Wiping the tears running on her cheeks, she sadly recalled the day when all the members of her family were arrested eighteen years ago by Saddam Hussein’s forces. Her family used to live in Piramone village, near Qadir Karam southeast of Kirkuk in peace for many years. It is for eighteen years, she said, she hasn’t heard the sound of singing birds in bushes and on trees.

The nightmare for Piramone villagers came up after Iraqi air fighter started hovering above their village for several days, ultimately frightening them to leave.

On their way to Kalar, a town 170 km south of Suleimaniya, all the villagers were rounded up in a checkpoint and then forced into military lorries already waiting for them in the place.

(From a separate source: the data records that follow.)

//! Typed failures raised by fleet API clients.

use thiserror::Error;

/// Remote call failures.
///
/// Clients raise these; the terminal session classifies them into a
/// connection state rather than propagating them.
#[derive(Debug, Clone, Error)]
pub enum ApiError {
    /// Non-success HTTP status not covered by a more specific variant
    #[error("HTTP {status}: {message}")]
    Http { status: u16, message: String },

    /// Credentials rejected or expired
    #[error("Authentication required: {0}")]
    Auth(String),

    /// Request rejected as malformed or semantically invalid
    #[error("Validation failed: {0}")]
    Validation(String),

    /// No API key is available for the tenant
    #[error("No API key configured for tenant {tenant} (set {env_var})")]
    MissingKey { tenant: String, env_var: String },

    /// Connection could not be established or was reset
    #[error("Network error: {0}")]
    Network(String),

    /// Request exceeded its deadline
    #[error("Request timed out after {0}s")]
    Timeout(u64),

    /// Response body did not match the expected shape
    #[error("Failed to decode response: {0}")]
    Decode(String),

    /// Anything else, carried as text
    #[error("{0}")]
    Other(String),
}

impl ApiError {
    /// Map an HTTP status and body into the most specific variant.
    pub fn from_status(status: u16, body: &str) -> Self {
        let message = if body.is_empty() {
            "no response body".to_string()
        } else {
            body.chars().take(200).collect()
        };
        match status {
            401 | 403 => ApiError::Auth(format!("HTTP {status}: {message}")),
            400 | 422 => ApiError::Validation(format!("HTTP {status}: {message}")),
            _ => ApiError::Http { status, message },
        }
    }

    /// HTTP status when the failure came from a response.
    pub fn status(&self) -> Option<u16> {
        match self {
            ApiError::Http { status, .. } => Some(*status),
            _ => None,
        }
    }

    /// Returns true for transient failures worth retrying.
    pub fn is_retryable(&self) -> bool {
        match self {
            ApiError::Network(_) | ApiError::Timeout(_) => true,
            ApiError::Http { status, .. } => matches!(status, 408 | 429 | 500..=599),
            _ => false,
        }
    }
}

impl From<reqwest::Error> for ApiError {
    fn from(err: reqwest::Error) -> Self {
        if err.is_timeout() {
            ApiError::Timeout(0)
        } else if err.is_connect() || err.is_request() {
            ApiError::Network(err.to_string())
        } else if err.is_decode() {
            ApiError::Decode(err.to_string())
        } else if let Some(status) = err.status() {
            ApiError::from_status(status.as_u16(), &err.to_string())
        } else {
            ApiError::Other(err.to_string())
        }
    }
}

/// Result type for API calls.
pub type Result<T> = std::result::Result<T, ApiError>;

Hamdiya and seven other members of her family were later separated from each others. Some of them were moved to Topzawa prison in Kirkuk and others to the notorious Nugra Salman Prison, in the heart of Iraq’s southern deserts near Saudi Arabia’s borders.

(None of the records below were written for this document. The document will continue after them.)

/// Like [`run_headless`], with a preconfigured emitter.
pub async fn run_with_emitter<W: Write>(
    ctx: SessionContext,
    options: HeadlessOptions,
    mut emitter: FrameEmitter<W>,
) -> Result<HeadlessSummary> {
    let (notice_tx, mut notices) = mpsc::unbounded_channel::<RetryNotice>();
    let ctx = ctx.with_retry_observer(Arc::new(move |notice: &RetryNotice| {
        let _ = notice_tx.send(notice.clone());
    }));

    info!(
        session_id = emitter.session_id(),
        screen = %options.screen,
        follow = options.follow,
        "Starting headless session"
    );

    let mut screen = screen::create(options.screen);
    let runtime = ScreenRuntime::new(options.screen.as_str());
    let mut guard = RenderFallbackGuard::new(ctx.config.render_fallback);
    screen.mount();
    screen.focus();

    emit_startup(&mut emitter, screen.as_ref())?;

    let mut snapshots = 0u64;
    let mut retries = 0u64;
    loop {
        let mut applied: Option<ScreenData> = None;
        let outcome = {
            let refresh = runtime.run_refresh(
                if snapshots == 0 { "initial" } else { "follow" },
                || screen.refresh_job(&ctx),
                |data| applied = Some(data),
            );
            tokio::pin!(refresh);
            loop {
                tokio::select! {
                    biased;
                    outcome = &mut refresh => break outcome,
                    Some(notice) = notices.recv() => {
                        emit_retry(&mut emitter, screen.as_ref(), &notice)?;
                        retries += 1;
                    }
                }
            }
        };
        while let Ok(notice) = notices.try_recv() {
            emit_retry(&mut emitter, screen.as_ref(), &notice)?;
            retries += 1;
        }

        if let Some(data) = applied {
            let clean = data.refresh_error().is_none();
            screen.apply(data);
            if clean {
                guard.reset();
            }
        }
        let connection = screen.connection();
        ctx.record_readiness(connection.state);

        let scene = guard.render(screen.as_ref());
        let fallback = scene.is_fallback();
        let status = runtime.status();

        let mut meta = Map::new();
        meta.insert("connectionState".into(), json!(connection.state));
        meta.insert("readiness".into(), json!(ctx.readiness()));
        meta.insert("refresh".into(), json!(status));
        meta.insert("refreshOutcome".into(), json!(outcome_name(&outcome)));
        meta.insert("retryAttempts".into(), json!(connection.retry.attempts));
        meta.insert("renderFallback".into(), json!(fallback));
        meta.insert("follow".into(), json!(options.follow));
        if let Some(error) = &connection.error {
            meta.insert("error".into(), json!(error));
        }

        emitter.emit(FrameContent {
            kind: FrameKind::Snapshot,
            screen: options.screen,
            title: screen.title(),
            status: screen.status_line(),
            logo: brand::LOGO.to_string(),
            panels: scene.into_panels(),
            meta,
        })?;
        snapshots += 1;

        if !options.follow || options.max_frames.is_some_and(|max| snapshots >= max) {
            break;
        }
        tokio::select! {
            _ = tokio::time::sleep(options.interval) => {}
            _ = tokio::signal::ctrl_c() => {
                info!("Interrupted, stopping follow mode");
                break;
            }
        }
    }

    screen.unmount();
    runtime.cancel_pending_for_unmount();

    let summary = HeadlessSummary {
        session_id: emitter.session_id().to_string(),
        frames: emitter.emitted(),
        snapshots,
        retries,
        last_state: ctx.readiness(),
    };
    info!(
        frames = summary.frames,
        snapshots = summary.snapshots,
        retries = summary.retries,
        state = %summary.last_state,
        "Headless session finished"
    );
    Ok(summary)
}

“In Nugra Salman we were treated worse than animals,” Hamdiya said who now lives in Rizgari district seven km west of Kalar. “We were only given a small piece of bread and a bottle of water for an entire day.” She recalled how children, women and men were starved and then thrown out of the prison to the mercy of hungry dogs.

Many did not survive “Nugra Salman’s hell”, and those like Hamdiya who did, were doomed to an eternal life in misery and depression. All the seven members of her family disappeared in what later came to be known as Anfal Operations.
“I wish I had been killed or starved at that time as well,” said Hamdiya as she chokes on tears.

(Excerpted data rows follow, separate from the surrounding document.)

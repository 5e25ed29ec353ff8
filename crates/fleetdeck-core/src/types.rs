//! Fleet domain records shared across fleetdeck crates.
//!
//! These mirror the platform's API payloads. fleetdeck does not interpret
//! them beyond display and counting.

use chrono::{DateTime, Utc};
use serde::{Deserialize, Serialize};

/// Device connectivity as reported by the platform.
#[derive(Debug, Clone, Copy, PartialEq, Eq, Hash, Serialize, Deserialize, Default)]
#[serde(rename_all = "snake_case")]
pub enum DeviceStatus {
    Online,
    Offline,
    Degraded,
    #[default]
    #[serde(other)]
    Unknown,
}

impl DeviceStatus {
    /// Short indicator used in tables.
    pub fn indicator(&self) -> &'static str {
        match self {
            Self::Online => "●",
            Self::Offline => "○",
            Self::Degraded => "◐",
            Self::Unknown => "?",
        }
    }
}

impl std::fmt::Display for DeviceStatus {
    fn fmt(&self, f: &mut std::fmt::Formatter<'_>) -> std::fmt::Result {
        match self {
            Self::Online => write!(f, "online"),
            Self::Offline => write!(f, "offline"),
            Self::Degraded => write!(f, "degraded"),
            Self::Unknown => write!(f, "unknown"),
        }
    }
}

/// A managed device.
#[derive(Debug, Clone, PartialEq, Serialize, Deserialize)]
pub struct Device {
    pub id: String,
    pub name: String,
    #[serde(default)]
    pub status: DeviceStatus,
    #[serde(default)]
    pub space_id: Option<String>,
    #[serde(default)]
    pub model: Option<String>,
    #[serde(default)]
    pub last_seen: Option<DateTime<Utc>>,
}

/// A physical or logical grouping of devices (site, floor, room).
#[derive(Debug, Clone, PartialEq, Serialize, Deserialize)]
pub struct Space {
    pub id: String,
    pub name: String,
    #[serde(default)]
    pub parent_id: Option<String>,
    #[serde(default)]
    pub device_count: u32,
}

/// An operational incident raised against the fleet.
#[derive(Debug, Clone, PartialEq, Serialize, Deserialize)]
pub struct Incident {
    pub id: String,
    pub title: String,
    #[serde(default)]
    pub severity: String,
    #[serde(default)]
    pub state: String,
    #[serde(default)]
    pub device_id: Option<String>,
    #[serde(default)]
    pub opened_at: Option<DateTime<Utc>>,
}

impl Incident {
    /// Open means anything not resolved or closed.
    pub fn is_open(&self) -> bool {
        !matches!(self.state.as_str(), "resolved" | "closed")
    }
}

/// A support ticket.
#[derive(Debug, Clone, PartialEq, Serialize, Deserialize)]
pub struct Ticket {
    pub id: String,
    pub subject: String,
    #[serde(default)]
    pub status: String,
    #[serde(default)]
    pub priority: String,
    #[serde(default)]
    pub assignee: Option<String>,
}

impl Ticket {
    pub fn is_open(&self) -> bool {
        !matches!(self.status.as_str(), "solved" | "closed")
    }
}

/// Remote operations that can be invoked on a device.
#[derive(Debug, Clone, Copy, PartialEq, Eq, Serialize, Deserialize)]
#[serde(rename_all = "snake_case")]
pub enum OperationKind {
    Reboot,
    Locate,
}

impl OperationKind {
    /// Destructive operations need typed confirmation before they run.
    pub fn is_destructive(&self) -> bool {
        matches!(self, Self::Reboot)
    }

    pub fn as_str(&self) -> &'static str {
        match self {
            Self::Reboot => "reboot",
            Self::Locate => "locate",
        }
    }
}

/// Acknowledgement returned by the platform for a remote operation.
#[derive(Debug, Clone, PartialEq, Serialize, Deserialize)]
pub struct OperationReceipt {
    pub operation_id: String,
    pub device_id: String,
    pub operation: OperationKind,
    #[serde(default)]
    pub accepted: bool,
}

#[cfg(test)]
mod tests {
    use super::*;

    #[test]
    fn test_device_status_unknown_values() {
        let device: Device =
            serde_json::from_str(r#"{"id":"d1","name":"Lobby","status":"rebooting"}"#).unwrap();
        assert_eq!(device.status, DeviceStatus::Unknown);
        assert_eq!(device.space_id, None);
    }

    #[test]
    fn test_open_predicates() {
        let incident = Incident {
            id: "i1".into(),
            title: "Link down".into(),
            severity: "high".into(),
            state: "resolved".into(),
            device_id: None,
            opened_at: None,
        };
        assert!(!incident.is_open());

        let ticket = Ticket {
            id: "t1".into(),
            subject: "Replace sensor".into(),
            status: "open".into(),
            priority: "normal".into(),
            assignee: None,
        };
        assert!(ticket.is_open());
    }

    #[test]
    fn test_operation_kind() {
        assert!(OperationKind::Reboot.is_destructive());
        assert!(!OperationKind::Locate.is_destructive());
        assert_eq!(serde_json::to_string(&OperationKind::Locate).unwrap(), "\"locate\"");
    }
}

“This is no life for me. I am dying everyday.”
Anfal is a Kuranic term literally meaning the “spoils of war” and refers to a serious of notorious operations in 1982 and 1988, leading to the disappearance and death of tens of thousands of Kurds and the razing of thousands of villages in Iraqi Kurdistan.

However, Anfal started long before in late 1970s with the massacre of thousands of Faili Kurds in Baghdad and its surrounding areas at the hand of the former Baath regime. Those Faili Kurds were all tortured to death or buried in mass graves under the pretext that they were Iranians and “traitors.”

Yesterday was a rather relieving day for many Anfal survivors who saw Saddam in the defendants dock.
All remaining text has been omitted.